[TRY IT]: Tally the lines of the data that include the word "SharedPool". Only the number is to be returned.

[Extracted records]
══════════════════════════════
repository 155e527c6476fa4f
pub mod auth;
pub mod cors;

pub use auth::*;
pub use cors::*;
use actix_cors::Cors;

pub fn create_cors() -> Cors {
    Cors::default()
        // 관리자 콘솔 도메인은 배포 환경에서 프록시가 제한한다
        .allowed_origin_fn(|_, _req_head| true)
        .allowed_methods(vec!["GET", "POST", "PUT", "PATCH", "DELETE", "OPTIONS"])
        .allow_any_header()
        .supports_credentials()
        .max_age(3600)
}
use crate::entities::error_report_entity as reports;
use crate::entities::error_reports::ErrorReportStatus;
use crate::database::SharedPool;
use crate::error::{AppError, AppResult};
use crate::models::*;
use crate::utils::require_text;
use chrono::Utc;
use sea_orm::{
    ActiveModelTrait, ColumnTrait, EntityTrait, IntoActiveModel,
    PaginatorTrait, QueryFilter, QueryOrder, QuerySelect, Set,
};

#[derive(Clone)]
pub struct ErrorReportService {
    pool: SharedPool,
}

impl ErrorReportService {
    pub fn new(pool: impl Into<SharedPool>) -> Self {
        Self { pool: pool.into() }
    }

    pub async fn list(
        &self,
        query: &ErrorReportQuery,
    ) -> AppResult<PaginatedResponse<ErrorReportResponse>> {
        let params = PaginationParams::new(query.page, query.per_page);

        let mut select = reports::Entity::find();
        if let Some(status) = query.status {
            select = select.filter(reports::Column::Status.eq(status));
        }
        if let Some(seller_id) = query.seller_id {
            select = select.filter(reports::Column::SellerId.eq(seller_id));
        }

        let total = select.clone().count(self.pool.as_ref()).await? as i64;
        let items = select
            .order_by_desc(reports::Column::CreatedAt)
            .order_by_desc(reports::Column::Id)
            .limit(params.get_limit())
            .offset(params.get_offset())
            .all(self.pool.as_ref())
            .await?;

        Ok(PaginatedResponse::new(
            items.into_iter().map(Into::into).collect(),
            &params,
            total,
        ))
    }

    async fn find(&self, id: i64) -> AppResult<reports::Model> {
        reports::Entity::find_by_id(id)
            .one(self.pool.as_ref())
            .await?
            .ok_or_else(|| AppError::NotFound(format!("Error report {id} not found")))
    }

    pub async fn get(&self, id: i64) -> AppResult<ErrorReportResponse> {
        Ok(self.find(id).await?.into())
    }

    pub async fn create(&self, request: CreateErrorReportRequest) -> AppResult<ErrorReportResponse> {
        let now = Utc::now();
        let report = reports::ActiveModel {
            seller_id: Set(request.seller_id),
            title: Set(require_text("title", &request.title, 200)?),
            content: Set(require_text("content", &request.content, 20_000)?),
            status: Set(ErrorReportStatus::Received),
            reply: Set(None),
            created_at: Set(now),
            updated_at: Set(now),
            ..Default::default()
        }
        .insert(self.pool.as_ref())
        .await?;
        log::info!("Error report {} received", report.id);
        Ok(report.into())
    }

    pub async fn update(
        &self,
        id: i64,
        request: UpdateErrorReportRequest,
    ) -> AppResult<ErrorReportResponse> {
        if request.status.is_none() && request.reply.is_none() {
            return Err(AppError::ValidationError(
                "status or reply is required".to_string(),
            ));
        }
        let mut am = self.find(id).await?.into_active_model();
        if let Some(status) = request.status {
            am.status = Set(status);
        }
        if let Some(reply) = request.reply {
            am.reply = Set(Some(require_text("reply", &reply, 20_000)?));
        }
        am.updated_at = Set(Utc::now());
        Ok(am.update(self.pool.as_ref()).await?.into())
    }

    pub async fn delete(&self, id: i64) -> AppResult<()> {
        let result = reports::Entity::delete_by_id(id).exec(self.pool.as_ref()).await?;
        if result.rows_affected == 0 {
            return Err(AppError::NotFound(format!("Error report {id} not found")));
        }
        Ok(())
    }
}
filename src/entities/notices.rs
use chrono::{DateTime, Utc};
use sea_orm::entity::prelude::*;

#[derive(Clone, Debug, PartialEq, DeriveEntityModel, Eq)]
#[sea_orm(table_name = "notices")]
pub struct Model {
    #[sea_orm(primary_key)]
    pub id: i64,
    pub title: String,
    #[sea_orm(column_type = "Text")]
    pub content: String,
    pub is_pinned: bool,
    pub is_published: bool,
    pub view_count: i64,
    pub created_at: DateTime<Utc>,
    pub updated_at: DateTime<Utc>,
}

#[derive(Copy, Clone, Debug, EnumIter, DeriveRelation)]
pub enum Relation {}

impl ActiveModelBehavior for ActiveModel {}
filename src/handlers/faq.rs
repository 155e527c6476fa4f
use crate::models::*;
use crate::services::FaqService;
use actix_web::{HttpResponse, ResponseError, Result, web};
use serde_json::json;

#[utoipa::path(
    get,
    path = "/faq",
    tag = "faq",
    params(
        ("page" = Option<u32>, Query, description = "페이지"),
        ("per_page" = Option<u32>, Query, description = "페이지당 개수"),
        ("category" = Option<String>, Query, description = "분류"),
        ("is_published" = Option<bool>, Query, description = "게시 여부")
    ),
    security(
        ("bearer_auth" = [])
    ),
    responses(
        (status = 200, description = "FAQ 목록")
    )
)]
pub async fn list_faqs(
    faq_service: web::Data<FaqService>,
    query: web::Query<CategoryQuery>,
) -> Result<HttpResponse> {
    match faq_service.list(&query).await {
        Ok(response) => Ok(HttpResponse::Ok().json(json!({
            "success": true,
            "data": response
        }))),
        Err(e) => Ok(e.error_response()),
    }
}

#[utoipa::path(
    get,
    path = "/faq/{id}",
    tag = "faq",
    params(("id" = i64, Path, description = "FAQ ID")),
    security(
        ("bearer_auth" = [])
    ),
    responses(
        (status = 200, description = "FAQ 상세", body = FaqResponse),
        (status = 404, description = "FAQ 없음")
    )
)]
pub async fn get_faq(
    faq_service: web::Data<FaqService>,
    path: web::Path<i64>,
) -> Result<HttpResponse> {
    match faq_service.get(path.into_inner()).await {
        Ok(response) => Ok(HttpResponse::Ok().json(json!({
            "success": true,
            "data": response
        }))),
        Err(e) => Ok(e.error_response()),
    }
}

#[utoipa::path(
    post,
    path = "/faq",
    tag = "faq",
    request_body = CreateFaqRequest,
    security(
        ("bearer_auth" = [])
    ),
    responses(
        (status = 200, description = "FAQ 등록", body = FaqResponse),
        (status = 400, description = "요청 파라미터 오류")
    )
)]
pub async fn create_faq(
    faq_service: web::Data<FaqService>,
    request: web::Json<CreateFaqRequest>,
) -> Result<HttpResponse> {
    match faq_service.create(request.into_inner()).await {
        Ok(response) => Ok(HttpResponse::Ok().json(json!({
            "success": true,
            "data": response
        }))),
        Err(e) => Ok(e.error_response()),
    }
}

#[utoipa::path(
    put,
    path = "/faq/{id}",
    tag = "faq",
    params(("id" = i64, Path, description = "FAQ ID")),
    request_body = UpdateFaqRequest,
    security(
        ("bearer_auth" = [])
    ),
    responses(
        (status = 200, description = "FAQ 수정", body = FaqResponse),
        (status = 404, description = "FAQ 없음")
    )
)]
pub async fn update_faq(
    faq_service: web::Data<FaqService>,
    path: web::Path<i64>,
    request: web::Json<UpdateFaqRequest>,
) -> Result<HttpResponse> {
    match faq_service
        .update(path.into_inner(), request.into_inner())
        .await
    {
        Ok(response) => Ok(HttpResponse::Ok().json(json!({
            "success": true,
            "data": response
        }))),
        Err(e) => Ok(e.error_response()),
    }
}

#[utoipa::path(
    delete,
    path = "/faq/{id}",
    tag = "faq",
    params(("id" = i64, Path, description = "FAQ ID")),
    security(
        ("bearer_auth" = [])
    ),
    responses(
        (status = 200, description = "FAQ 삭제", body = DeletedResponse),
        (status = 404, description = "FAQ 없음")
    )
)]
pub async fn delete_faq(
    faq_service: web::Data<FaqService>,
    path: web::Path<i64>,
) -> Result<HttpResponse> {
    let id = path.into_inner();
    match faq_service.delete(id).await {
        Ok(()) => Ok(HttpResponse::Ok().json(json!({
            "success": true,
            "data": DeletedResponse { id, deleted: true }
        }))),
        Err(e) => Ok(e.error_response()),
    }
}

pub fn faq_config(cfg: &mut web::ServiceConfig) {
    cfg.service(
        web::scope("/faq")
            .route("", web::get().to(list_faqs))
            .route("", web::post().to(create_faq))
            .route("/{id}", web::get().to(get_faq))
            .route("/{id}", web::put().to(update_faq))
            .route("/{id}", web::delete().to(delete_faq)),
    );
}
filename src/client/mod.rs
//! 관리자 콘솔이 쓰는 HTTP 클라이언트

pub mod api;
pub mod endpoints;
pub mod error;

pub use api::*;
pub use endpoints::*;
pub use error::*;
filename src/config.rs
use serde::{Deserialize, Serialize};
use std::env;

#[derive(Debug, Clone, Serialize, Deserialize)]
pub struct Config {
    pub server: ServerConfig,
    pub database: DatabaseConfig,
    pub jwt: JwtConfig,
    #[serde(default)]
    pub storage: StorageConfig,
    #[serde(default)]
    pub settlement: SettlementConfig,
    #[serde(default)]
    pub media: MediaConfig,
}

#[derive(Debug, Clone, Serialize, Deserialize)]
pub struct ServerConfig {
    pub host: String,
    pub port: u16,
}

#[derive(Debug, Clone, Serialize, Deserialize)]
pub struct DatabaseConfig {
    pub url: String,
    pub max_connections: u32,
}

#[derive(Debug, Clone, Serialize, Deserialize)]
pub struct JwtConfig {
    pub secret: String,
    pub access_token_expires_in: i64,  // seconds
    pub refresh_token_expires_in: i64, // seconds
}

#[derive(Debug, Clone, Serialize, Deserialize)]
pub struct StorageConfig {
    /// 로컬 오브젝트 스토리지 루트 디렉터리
    pub root_dir: String,
    pub max_upload_bytes: usize,
}

impl Default for StorageConfig {
    fn default() -> Self {
        Self {
            root_dir: "./storage".to_string(),
            max_upload_bytes: 10 * 1024 * 1024,
        }
    }
}

#[derive(Debug, Clone, Serialize, Deserialize)]
pub struct SettlementConfig {
    /// 기본 수수료율 (basis points, 500 = 5%)
    pub commission_rate_bp: i64,
    /// 판매 라인당 배송비 (원)
    pub delivery_fee_per_item: i64,
    /// false 이면 최종 정산액에서 배송비를 차감하지 않음
    pub deduct_delivery_fee: bool,
    /// 기간 종료일 이후 정산 지급일까지의 일수
    pub payout_delay_days: i64,
}

impl Default for SettlementConfig {
    fn default() -> Self {
        Self {
            commission_rate_bp: 500,
            delivery_fee_per_item: 3_000,
            deduct_delivery_fee: true,
            payout_delay_days: 10,
        }
    }
}

#[derive(Debug, Clone, Serialize, Deserialize)]
pub struct MediaConfig {
    pub sizes: Vec<u32>,
    pub processed_prefix: String,
}

impl Default for MediaConfig {
    fn default() -> Self {
        Self {
            sizes: vec![1200, 800, 400, 200],
            processed_prefix: "processed".to_string(),
        }
    }
}

impl Config {
    pub fn from_toml() -> Result<Self, Box<dyn std::error::Error>> {
        let config_path = env::var("CONFIG_PATH").unwrap_or_else(|_| "config.toml".to_string());
        use std::io::ErrorKind;

        // 설정 파일이 없으면 환경 변수만으로 구성
        let config_result = std::fs::read_to_string(&config_path);

        let mut config: Config = match config_result {
            Ok(config_str) => {
                toml::from_str(&config_str).map_err(|e| format!("설정 파일 파싱 실패: {e}"))?
            }
            Err(e) if e.kind() == ErrorKind::NotFound => {
                fn get_env(name: &str) -> Option<String> {
                    env::var(name).ok()
                }
                fn get_env_parse<T: std::str::FromStr>(name: &str, default: T) -> T {
                    env::var(name)
                        .ok()
                        .and_then(|v| v.parse::<T>().ok())
                        .unwrap_or(default)
                }

                // 설정 파일이 없을 때 DATABASE_URL 은 필수
                let database_url = get_env("DATABASE_URL")
                    .ok_or("DATABASE_URL 환경 변수가 없고 config.toml 도 찾을 수 없습니다")?;

                Config {
                    server: ServerConfig {
                        host: get_env("SERVER_HOST").unwrap_or_else(|| "0.0.0.0".to_string()),
                        port: get_env_parse("SERVER_PORT", 8080u16),
                    },
                    database: DatabaseConfig {
                        url: database_url,
                        max_connections: get_env_parse("DB_MAX_CONNECTIONS", 10u32),
                    },
                    jwt: JwtConfig {
                        secret: get_env("JWT_SECRET")
                            .unwrap_or_else(|| "change-me-in-production".to_string()),
                        access_token_expires_in: get_env_parse("JWT_ACCESS_EXPIRES_IN", 7200i64),
                        refresh_token_expires_in: get_env_parse(
                            "JWT_REFRESH_EXPIRES_IN",
                            1_209_600i64,
                        ),
                    },
                    storage: StorageConfig::default(),
                    settlement: SettlementConfig::default(),
                    media: MediaConfig::default(),
                }
            }
            Err(e) => {
                return Err(format!("설정 파일 {config_path} 을(를) 읽을 수 없습니다: {e}").into());
            }
        };

        config.apply_env_overrides();
        config.validate()?;

        Ok(config)
    }

    /// 파일이 있어도 환경 변수가 우선
    fn apply_env_overrides(&mut self) {
        if let Ok(v) = env::var("SERVER_HOST") {
            self.server.host = v;
        }
        if let Ok(v) = env::var("SERVER_PORT")
            && let Ok(p) = v.parse()
        {
            self.server.port = p;
        }
        if let Ok(v) = env::var("DATABASE_URL") {
            self.database.url = v;
        }
        if let Ok(v) = env::var("DB_MAX_CONNECTIONS")
            && let Ok(mc) = v.parse()
        {
            self.database.max_connections = mc;
        }
        if let Ok(v) = env::var("JWT_SECRET") {
            self.jwt.secret = v;
        }
        if let Ok(v) = env::var("JWT_ACCESS_EXPIRES_IN")
            && let Ok(n) = v.parse()
        {
            self.jwt.access_token_expires_in = n;
        }
        if let Ok(v) = env::var("JWT_REFRESH_EXPIRES_IN")
            && let Ok(n) = v.parse()
        {
            self.jwt.refresh_token_expires_in = n;
        }
        if let Ok(v) = env::var("STORAGE_ROOT_DIR") {
            self.storage.root_dir = v;
        }
        if let Ok(v) = env::var("STORAGE_MAX_UPLOAD_BYTES")
            && let Ok(n) = v.parse()
        {
            self.storage.max_upload_bytes = n;
        }
        if let Ok(v) = env::var("SETTLEMENT_COMMISSION_RATE_BP")
            && let Ok(n) = v.parse()
        {
            self.settlement.commission_rate_bp = n;
        }
        if let Ok(v) = env::var("SETTLEMENT_DELIVERY_FEE_PER_ITEM")
            && let Ok(n) = v.parse()
        {
            self.settlement.delivery_fee_per_item = n;
        }
        if let Ok(v) = env::var("SETTLEMENT_DEDUCT_DELIVERY_FEE")
            && let Ok(b) = v.parse()
        {
            self.settlement.deduct_delivery_fee = b;
        }
        if let Ok(v) = env::var("SETTLEMENT_PAYOUT_DELAY_DAYS")
            && let Ok(n) = v.parse()
        {
            self.settlement.payout_delay_days = n;
        }
        if let Ok(v) = env::var("MEDIA_SIZES") {
            let sizes: Vec<u32> = v
                .split(',')
                .filter_map(|s| s.trim().parse().ok())
                .collect();
            if !sizes.is_empty() {
                self.media.sizes = sizes;
            }
        }
    }

    fn validate(&self) -> Result<(), Box<dyn std::error::Error>> {
        if !(0..=10_000).contains(&self.settlement.commission_rate_bp) {
            return Err("settlement.commission_rate_bp 는 0~10000 범위여야 합니다".into());
        }
        if self.settlement.delivery_fee_per_item < 0 {
            return Err("settlement.delivery_fee_per_item 는 음수일 수 없습니다".into());
        }
        if self.media.sizes.iter().any(|s| *s == 0) {
            return Err("media.sizes 에 0 을 넣을 수 없습니다".into());
        }
        Ok(())
    }
}

#[cfg(test)]
mod tests {
    use super::*;

    #[test]
    fn test_parse_minimal_toml_uses_section_defaults() {
        let raw = r#"
            [server]
            host = "127.0.0.1"
            port = 9000

            [database]
            url = "postgres://localhost/market"
            max_connections = 5

            [jwt]
            secret = "s"
            access_token_expires_in = 60
            refresh_token_expires_in = 120
        "#;
        let config: Config = toml::from_str(raw).unwrap();
        assert_eq!(config.server.port, 9000);
        assert_eq!(config.settlement.commission_rate_bp, 500);
        assert_eq!(config.settlement.delivery_fee_per_item, 3_000);
        assert!(config.settlement.deduct_delivery_fee);
        assert_eq!(config.media.sizes, vec![1200, 800, 400, 200]);
        assert_eq!(config.media.processed_prefix, "processed");
        assert!(config.validate().is_ok());
    }

    #[test]
    fn test_validate_rejects_out_of_range_commission() {
        let mut config: Config = toml::from_str(
            r#"
            [server]
            host = "0.0.0.0"
            port = 8080
            [database]
            url = "postgres://localhost/market"
            max_connections = 5
            [jwt]
            secret = "s"
            access_token_expires_in = 60
            refresh_token_expires_in = 120
            "#,
        )
        .unwrap();
        config.settlement.commission_rate_bp = 12_000;
        assert!(config.validate().is_err());
    }
}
══════════════════════════════
[RESULT]: 3